CHICAGO TimkenSteel Corp. shares began trading on the New York Stock Exchange July 1 after its June 30 spinoff from Timken Co.
"As a 100-year-old start-up, we are excited to write this next chapter of our history," TimkenSteel chairman, president and chief executive officer Ward J. "Tim" Timken Jr. said in a statement.
Canton, Ohio-based TimkenSteel will focus on making special bar-quality steels and seamless mechanical tubing, demanding alloy applications that the company will be able to deliver in a "tailored solution," he said.
TimkenSteel expects revenue to increase 20 to 25 percent in 2014 compared with Timkens steel segment revenue in 2013 thanks to strong demand from energy and industry markets.
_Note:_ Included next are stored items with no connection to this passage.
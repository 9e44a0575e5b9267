//! Core domain: sites, quota, dampening, scheduling, and the cycle coordinator.

pub mod aggregates;
pub mod coordinator;
pub mod dampening;
pub mod fetch_plan;
pub mod hard_limit;
pub mod http;
pub mod logging;
pub mod models;
pub mod pipeline;
pub mod provider;
pub mod quota;
pub mod scheduler;
pub mod sites;
pub mod sun;

pub use aggregates::{DayTotal, DerivedSnapshot, Peak, SnapshotMeta};
pub use coordinator::{
    Coordinator, CoordinatorSettings, CycleOutcome, CyclePhase, CycleReport, SiteFailure,
};
pub use dampening::{DampeningEngine, DampeningProfile, DampeningTarget};
pub use fetch_plan::{FetchKind, FetchPlan, PlannedFetch, SiteFetchOutcome, SitesFetchOutcome};
pub use hard_limit::HardLimitClamp;
pub use models::{ApiKey, EstimateField, ForecastRecord, Hemisphere, Site};
pub use provider::ForecastProvider;
pub use quota::{KeyTable, KeyUsage, QuotaTracker};
pub use scheduler::{AutoUpdateMode, SchedulePolicy, Trigger, TriggerMode};
pub use sites::{OrientationAdvisory, SiteRegistry};
//! Output rendering for human and robot modes.

pub mod error;
pub mod human;
pub mod robot;

use serde::Serialize;

use crate::cli::args::OutputFormat;
use crate::error::Result;
pub use robot::{RobotOutput, SCHEMA_VERSION};

/// Options shared by every renderer.
#[derive(Debug, Clone, Copy)]
pub struct RenderOptions {
    pub format: OutputFormat,
    pub pretty: bool,
    pub no_color: bool,
}

/// Render `data` as JSON in the robot envelope, or with `human` otherwise.
pub fn render<T: Serialize>(
    command: &str,
    data: &T,
    errors: Vec<String>,
    options: RenderOptions,
    human: impl FnOnce(bool) -> String,
) -> Result<String> {
    match options.format {
        OutputFormat::Json => {
            robot::render_json(&RobotOutput::with_errors(command, data, errors), options.pretty)
        }
        OutputFormat::Human => Ok(human(options.no_color)),
    }
}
The companys shares closed at $40.30 apiece Tuesday on the NYSE in an intraday trading range of $39.46 to $41.45 per share.
Timken, also based in Canton, will now focus on its bearings business, as well as power transmission products and services, including gearboxes, lubrications systems and maintenance, it said.
"The separation is now behind us, and we are focused on growing our business in targeted markets across the world," Timken president and chief executive officer Richard G. Kyle said.
Timken agreed to spin off the steel operations following pressure from two shareholder groups (amm.com, Sept. 6).